The entire congregation joined in a litany of offense and apology, in which the Rt. Rev. Shannon S. Johnston, bishop of Virginia, offered apologies for the Church’s complicity in the slave trade – and a promise to strive to create a community of justice. “The Diocese of Virginia gathers to apologize for its complicity in the institution of slavery and to repent of the injuries done in its aftermath,” said Johnston in the litany. He added, “With God’s grace we will amend our lives, committing ourselves to opposing the sin of racism in personal and public life.”
Hosted by St. George’s and planned by the diocesan Committee on Race & Reconciliation, the service was designed to mark a true journey from repentance to hope….

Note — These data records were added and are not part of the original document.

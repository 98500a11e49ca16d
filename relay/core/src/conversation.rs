//! Conversation Collection
//!
//! The client keeps several conversations and one of them is active. The
//! collection is never empty, and structural operations return a new
//! collection instead of splicing in place, so a reader holding the previous
//! value (a renderer, a stream callback) never observes a half-applied
//! change. Streamed content is the exception: [`ConversationCollection::update_message`]
//! edits one message in place, since it runs once per fragment.
//!
//! ```text
//! ConversationCollection { active: 1 }
//!   [0] Conversation "Hi there"        3 messages
//!   [1] Conversation "Summarize..."    2 messages   ← active
//!   [2] Conversation (empty)
//! ```

use chrono::{DateTime, Utc};
use serde::{Deserialize, Serialize};
use thiserror::Error;
use tracing::warn;
use uuid::Uuid;

use crate::messages::{ChatMessage, HistoryEntry, MessageError, MessageId, MessageRole};

/// Maximum characters of the first user message used as a title
const TITLE_MAX_CHARS: usize = 40;

/// Title of a conversation without user messages
const UNTITLED: &str = "New conversation";

// ============================================================================
// Core Types
// ============================================================================

/// Unique identifier for a conversation
#[derive(Clone, Copy, Debug, PartialEq, Eq, Hash, Serialize, Deserialize)]
#[serde(transparent)]
pub struct ConversationId(pub Uuid);

impl ConversationId {
    /// Create a new unique conversation ID
    #[must_use]
    pub fn new() -> Self {
        Self(Uuid::new_v4())
    }
}

impl Default for ConversationId {
    fn default() -> Self {
        Self::new()
    }
}

impl std::fmt::Display for ConversationId {
    fn fmt(&self, f: &mut std::fmt::Formatter<'_>) -> std::fmt::Result {
        // Short form: first 8 chars of UUID
        write!(f, "{}", &self.0.simple().to_string()[..8])
    }
}

/// Errors from collection operations
#[derive(Debug, Error, PartialEq)]
pub enum ConversationError {
    /// No conversation at that position
    #[error("no conversation at index {index} (have {len})")]
    IndexOutOfRange {
        /// Requested index
        index: usize,
        /// Number of conversations
        len: usize,
    },

    /// Tried to remove the only conversation
    #[error("cannot remove the last conversation")]
    LastConversation,

    /// No conversation with that ID
    #[error("unknown conversation {0}")]
    UnknownConversation(ConversationId),

    /// No message with that ID in the conversation
    #[error("unknown message {0}")]
    UnknownMessage(MessageId),

    /// The message refused the update
    #[error(transparent)]
    Message(#[from] MessageError),
}

/// An ordered list of chat messages
#[derive(Clone, Debug, PartialEq, Serialize, Deserialize)]
pub struct Conversation {
    /// Conversation ID
    pub id: ConversationId,
    messages: Vec<ChatMessage>,
    /// When the conversation was started
    pub created_at: DateTime<Utc>,
}

impl Default for Conversation {
    fn default() -> Self {
        Self::new()
    }
}

impl Conversation {
    /// Create an empty conversation
    #[must_use]
    pub fn new() -> Self {
        Self {
            id: ConversationId::new(),
            messages: Vec::new(),
            created_at: Utc::now(),
        }
    }

    /// Messages in order
    #[must_use]
    pub fn messages(&self) -> &[ChatMessage] {
        &self.messages
    }

    /// Whether there are no messages
    #[must_use]
    pub fn is_empty(&self) -> bool {
        self.messages.is_empty()
    }

    /// Number of messages
    #[must_use]
    pub fn len(&self) -> usize {
        self.messages.len()
    }

    /// Look up a message by ID
    #[must_use]
    pub fn message(&self, id: &MessageId) -> Option<&ChatMessage> {
        self.messages.iter().find(|m| &m.id == id)
    }

    /// First user message, truncated; a placeholder when there is none
    #[must_use]
    pub fn title(&self) -> String {
        let Some(first) = self
            .messages
            .iter()
            .find(|m| m.role() == MessageRole::User)
        else {
            return UNTITLED.to_string();
        };
        let line = first.content().lines().next().unwrap_or_default().trim();
        if line.chars().count() > TITLE_MAX_CHARS {
            let mut title: String = line.chars().take(TITLE_MAX_CHARS).collect();
            title.push_str("...");
            title
        } else if line.is_empty() {
            UNTITLED.to_string()
        } else {
            line.to_string()
        }
    }

    /// `{role, content}` of every message, in order
    #[must_use]
    pub fn history(&self) -> Vec<HistoryEntry> {
        self.messages.iter().map(ChatMessage::to_history).collect()
    }
}

// ============================================================================
// Collection
// ============================================================================

#[derive(Deserialize)]
struct CollectionRepr {
    #[serde(default)]
    conversations: Vec<Conversation>,
    #[serde(default)]
    active: usize,
}

impl From<CollectionRepr> for ConversationCollection {
    fn from(mut repr: CollectionRepr) -> Self {
        if repr.conversations.is_empty() {
            return Self::new();
        }
        // A turn still streaming when the state was saved can never finish now
        let interrupted = repr
            .conversations
            .iter_mut()
            .flat_map(|c| c.messages.iter_mut())
            .map(|m| m.interrupt())
            .filter(|&hit| hit)
            .count();
        if interrupted > 0 {
            warn!(interrupted, "Marked unfinished turns as failed");
        }
        let active = repr.active.min(repr.conversations.len() - 1);
        Self {
            conversations: repr.conversations,
            active,
        }
    }
}

/// Ordered conversations plus the active index
///
/// Never empty; `active` is always a valid index. Loading a stored collection
/// repairs both.
#[derive(Clone, Debug, PartialEq, Serialize, Deserialize)]
#[serde(from = "CollectionRepr")]
pub struct ConversationCollection {
    conversations: Vec<Conversation>,
    active: usize,
}

impl Default for ConversationCollection {
    fn default() -> Self {
        Self::new()
    }
}

impl ConversationCollection {
    /// One empty conversation, active
    #[must_use]
    pub fn new() -> Self {
        Self {
            conversations: vec![Conversation::new()],
            active: 0,
        }
    }

    /// All conversations in order
    #[must_use]
    pub fn conversations(&self) -> &[Conversation] {
        &self.conversations
    }

    /// Number of conversations (at least one)
    #[must_use]
    pub fn len(&self) -> usize {
        self.conversations.len()
    }

    /// Always `false`; present for API symmetry with `len`
    #[must_use]
    pub fn is_empty(&self) -> bool {
        self.conversations.is_empty()
    }

    /// Index of the active conversation
    #[must_use]
    pub fn active_index(&self) -> usize {
        self.active
    }

    /// The active conversation
    #[must_use]
    pub fn active(&self) -> &Conversation {
        &self.conversations[self.active]
    }

    /// Look up a conversation by ID
    #[must_use]
    pub fn get(&self, id: ConversationId) -> Option<&Conversation> {
        self.conversations.iter().find(|c| c.id == id)
    }

    fn position(&self, id: ConversationId) -> Result<usize, ConversationError> {
        self.conversations
            .iter()
            .position(|c| c.id == id)
            .ok_or(ConversationError::UnknownConversation(id))
    }

    fn check_index(&self, index: usize) -> Result<(), ConversationError> {
        if index < self.conversations.len() {
            Ok(())
        } else {
            Err(ConversationError::IndexOutOfRange {
                index,
                len: self.conversations.len(),
            })
        }
    }

    /// Append an empty conversation and make it active
    #[must_use]
    pub fn with_new_conversation(&self) -> Self {
        let mut next = self.clone();
        next.conversations.push(Conversation::new());
        next.active = next.conversations.len() - 1;
        next
    }

    /// Make conversation `index` active
    ///
    /// # Errors
    ///
    /// Returns [`ConversationError::IndexOutOfRange`] for a bad index.
    pub fn with_active(&self, index: usize) -> Result<Self, ConversationError> {
        self.check_index(index)?;
        let mut next = self.clone();
        next.active = index;
        Ok(next)
    }

    /// Remove conversation `index`
    ///
    /// The conversation before it becomes active (the first one when
    /// `index` is 0), regardless of which was active before.
    ///
    /// # Errors
    ///
    /// Returns [`ConversationError::LastConversation`] when only one
    /// conversation exists, or [`ConversationError::IndexOutOfRange`].
    pub fn without(&self, index: usize) -> Result<Self, ConversationError> {
        self.check_index(index)?;
        if self.conversations.len() == 1 {
            return Err(ConversationError::LastConversation);
        }
        let mut next = self.clone();
        next.conversations.remove(index);
        next.active = index.saturating_sub(1);
        Ok(next)
    }

    /// Empty the active conversation
    ///
    /// Returns `None` when it is already empty, so callers can skip the write.
    #[must_use]
    pub fn cleared_active(&self) -> Option<Self> {
        if self.active().is_empty() {
            return None;
        }
        let mut next = self.clone();
        next.conversations[next.active].messages.clear();
        Some(next)
    }

    /// Append a user turn and its assistant placeholder in one step
    ///
    /// # Errors
    ///
    /// Returns [`ConversationError::UnknownConversation`] for a bad ID.
    pub fn with_turn(
        &self,
        conversation: ConversationId,
        user: ChatMessage,
        placeholder: ChatMessage,
    ) -> Result<Self, ConversationError> {
        let index = self.position(conversation)?;
        let mut next = self.clone();
        let messages = &mut next.conversations[index].messages;
        messages.push(user);
        messages.push(placeholder);
        Ok(next)
    }

    /// Apply `update` to one message, returning the updated collection
    ///
    /// # Errors
    ///
    /// Returns an error if the conversation or message is unknown, or if the
    /// message refuses the update (for example, because it is frozen).
    pub fn with_message_update<F>(
        &self,
        conversation: ConversationId,
        message: &MessageId,
        update: F,
    ) -> Result<Self, ConversationError>
    where
        F: FnOnce(&mut ChatMessage) -> Result<(), MessageError>,
    {
        let mut next = self.clone();
        next.update_message(conversation, message, update)?;
        Ok(next)
    }

    /// Apply `update` to one message in place
    ///
    /// On error nothing is modified.
    ///
    /// # Errors
    ///
    /// Same as [`with_message_update`](Self::with_message_update).
    pub fn update_message<F>(
        &mut self,
        conversation: ConversationId,
        message: &MessageId,
        update: F,
    ) -> Result<(), ConversationError>
    where
        F: FnOnce(&mut ChatMessage) -> Result<(), MessageError>,
    {
        let index = self.position(conversation)?;
        let target = self.conversations[index]
            .messages
            .iter_mut()
            .find(|m| &m.id == message)
            .ok_or_else(|| ConversationError::UnknownMessage(message.clone()))?;
        update(target)?;
        Ok(())
    }
}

The celebration concluded with a walk through historic downtown Fredericksburg, which passed the site of the former slave auction block and ended at the memorial dedication of a sculpture by artist Ayokunle Odeleye.” The sculpture, depicting a set of raised hands releasing a dove into the air, is appropriately called “Jubilation.”
The bishops process into St. George’s, Fredericksburg for the service commemorating the 150th anniversary of the Emancipation Proclamation. The waving red flag represents the small red flag auction rooms used to signal the sale of slaves.

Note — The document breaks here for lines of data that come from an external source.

//! Model listing route.

use axum::extract::State;
use axum::routing::get;
use axum::{Json, Router};
use serde_json::{json, Value};
use tracing::debug;

use crate::error::ServerError;
use crate::state::AppState;

/// Register model listing routes.
pub fn router() -> Router<AppState> {
    Router::new()
        .route("/api/ollama-list", get(list_models))
        .route("/api/models", get(list_models))
}

/// Models installed on the backend (`GET /api/ollama-list`).
///
/// Returns `{"models": [{"name": ..., "size": ..., ...}]}`.
pub async fn list_models(State(state): State<AppState>) -> Result<Json<Value>, ServerError> {
    let models = state.backend.list_models().await?;
    debug!(count = models.len(), "listed models");
    Ok(Json(json!({ "models": models })))
}
//! Integration Test: Blocking I/O Prohibition
//!
//! **Policy**: async functions in the relay and the client MUST NOT use
//! blocking I/O. Use `tokio::fs`, `tokio::net` and async `reqwest`.
//! **Acceptable**: blocking calls in plain `fn`s (store persistence, config
//! loading before the server starts) and test code.

use architectural_enforcement::{in_async_fn, scan};

const BLOCKING_CALLS: &[(&str, &str)] = &[
    ("std::fs::", "blocking file I/O"),
    ("std::net::TcpStream", "blocking network I/O"),
    ("std::net::TcpListener", "blocking network I/O"),
    ("std::net::UdpSocket", "blocking network I/O"),
    ("std::process::Command", "blocking process I/O"),
    ("std::thread::sleep", "blocking sleep"),
];

#[test]
fn test_no_blocking_io_in_async_code() {
    let violations = scan(|lines, idx| {
        let code = lines[idx];
        if code.contains("reqwest::blocking") {
            return Some("blocking HTTP client");
        }
        BLOCKING_CALLS
            .iter()
            .find(|(pattern, _)| code.contains(pattern))
            .filter(|_| in_async_fn(lines, idx))
            .map(|(_, rule)| *rule)
    });

    if !violations.is_empty() {
        eprintln!("\nBlocking I/O found in async code:\n");
        for violation in &violations {
            eprintln!("  {violation}");
        }
        eprintln!("\nUse tokio::fs / tokio::net / tokio::process instead.");
        panic!("found {} blocking I/O violation(s)", violations.len());
    }
}

#[test]
fn test_detector_flags_only_async_context() {
    let lines = [
        "async fn load() {",
        "    let s = std::fs::read_to_string(p);",
        "}",
        "fn load_sync() {",
        "    let s = std::fs::read_to_string(p);",
        "}",
    ];
    assert!(in_async_fn(&lines, 1));
    assert!(!in_async_fn(&lines, 4));
}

Read Emily Cherry’s full report on the service here (PDF).
If you’d like the order of service, find it here.
The diocese’s report to General Convention (in response to resolution A143 of GC2009) on its complicity in slavery and racism is here.
Three priests of the Diocese of Virginia offered their personal reflections on emancipation. Speaking of her own congregation, the Rev. Kim Coleman said,
We are building a diverse and inclusive congregation that makes room for people from all sorts of backgrounds with all sorts of abilities. We are laughing. We are loving. We are giving. We are growing.

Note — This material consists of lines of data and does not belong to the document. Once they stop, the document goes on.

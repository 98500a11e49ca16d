//! Stream Relay
//!
//! Pulls fragments from an open backend stream and writes them to the
//! response body as event-stream frames.
//!
//! ```text
//! backend fragments ──► marker rewrite ──► StreamFrame::encode ──► mpsc ──► response body
//! ```
//!
//! # Termination
//!
//! - Backend exhausted: held-back marker text, then `data: [DONE]`
//! - Backend error: held-back marker text, then one error frame, no sentinel
//! - Client gone (body dropped): the backend's token is cancelled and the
//!   task stops without writing anything else

use std::convert::Infallible;

use bytes::Bytes;
use futures::StreamExt;
use tokio::sync::mpsc;
use tokio_stream::wrappers::ReceiverStream;
use tokio_util::sync::CancellationToken;
use tracing::{debug, info, warn, Instrument};

use relay_core::reasoning::rewrite_fragment;
use relay_core::{FragmentStream, MarkerRewriter, RelayConfig, StreamFrame};

/// Body chunks produced by the relay task
pub type FrameStream = ReceiverStream<Result<Bytes, Infallible>>;

/// How the relay treats fragments
#[derive(Clone, Copy, Debug)]
pub struct RelayOptions {
    /// Hold back partial markers across fragment boundaries
    pub split_markers: bool,
    /// Frames buffered ahead of the response body
    pub channel_capacity: usize,
}

impl From<&RelayConfig> for RelayOptions {
    fn from(config: &RelayConfig) -> Self {
        Self {
            split_markers: config.split_markers_across_fragments,
            channel_capacity: config.channel_capacity.max(1),
        }
    }
}

/// How a relayed stream ended
#[derive(Clone, Debug, PartialEq, Eq)]
pub enum RelayOutcome {
    /// Sentinel written
    Completed,
    /// Error frame written
    Failed(String),
    /// Client went away first
    Disconnected,
}

/// Either rewriting strategy
enum Rewriter {
    Buffered(MarkerRewriter),
    PerFragment,
}

impl Rewriter {
    fn push(&mut self, fragment: &str) -> String {
        match self {
            Self::Buffered(rewriter) => rewriter.push(fragment),
            Self::PerFragment => rewrite_fragment(fragment),
        }
    }

    fn finish(&mut self) -> String {
        match self {
            Self::Buffered(rewriter) => rewriter.finish(),
            Self::PerFragment => String::new(),
        }
    }
}

/// Frame sink that notices when the client is gone
struct FrameSink {
    tx: mpsc::Sender<Result<Bytes, Infallible>>,
    frames: usize,
}

impl FrameSink {
    /// Write one frame; `false` if the body was dropped
    async fn send(&mut self, frame: &StreamFrame) -> bool {
        self.frames += 1;
        self.tx.send(Ok(frame.to_bytes())).await.is_ok()
    }

    /// Write pending text as a content frame, if any
    async fn send_text(&mut self, text: String) -> bool {
        if text.is_empty() {
            return true;
        }
        self.send(&StreamFrame::Content(text)).await
    }
}

/// Spawn the relay task and return the response body stream
///
/// `cancel` must be the token handed to the backend's `stream_chat`.
pub fn spawn_relay(
    fragments: FragmentStream,
    cancel: CancellationToken,
    options: RelayOptions,
) -> FrameStream {
    let (tx, rx) = mpsc::channel(options.channel_capacity.max(1));
    tokio::spawn(run_relay(fragments, tx, cancel, options).in_current_span());
    ReceiverStream::new(rx)
}

/// Drive one stream to its end
pub async fn run_relay(
    mut fragments: FragmentStream,
    tx: mpsc::Sender<Result<Bytes, Infallible>>,
    cancel: CancellationToken,
    options: RelayOptions,
) -> RelayOutcome {
    let mut rewriter = if options.split_markers {
        Rewriter::Buffered(MarkerRewriter::new())
    } else {
        Rewriter::PerFragment
    };
    let mut sink = FrameSink { tx, frames: 0 };

    let outcome = loop {
        let next = tokio::select! {
            () = sink.tx.closed() => break RelayOutcome::Disconnected,
            next = fragments.next() => next,
        };

        match next {
            Some(Ok(fragment)) => {
                let text = rewriter.push(&fragment);
                if !sink.send_text(text).await {
                    break RelayOutcome::Disconnected;
                }
            }
            Some(Err(e)) => {
                let message = e.to_string();
                warn!(error = %message, "backend failed mid-stream");
                if !sink.send_text(rewriter.finish()).await
                    || !sink.send(&StreamFrame::Error(message.clone())).await
                {
                    break RelayOutcome::Disconnected;
                }
                break RelayOutcome::Failed(message);
            }
            None => {
                if !sink.send_text(rewriter.finish()).await
                    || !sink.send(&StreamFrame::Done).await
                {
                    break RelayOutcome::Disconnected;
                }
                break RelayOutcome::Completed;
            }
        }
    };

    match &outcome {
        RelayOutcome::Completed => info!(frames = sink.frames, "stream completed"),
        RelayOutcome::Failed(_) => debug!(frames = sink.frames, "stream closed after error"),
        RelayOutcome::Disconnected => {
            cancel.cancel();
            info!(frames = sink.frames, "client disconnected; backend cancelled");
        }
    }
    outcome
}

Together we are discovering that there is more than the paralyzing stench of irreparable loss beneath the grave garments of slavery and racism. There also abide stories of tremendous courage, perseverance, strength of character, faith that prevails against all odds, and incomprehensible love, love that can and does forgive, forget, and carry on.
I am black. I am a woman. And I make a difference by choosing to continue engaging emancipation’s ongoing work of transfiguration, using the gifts God has entrusted to my care – among them my color and my gender.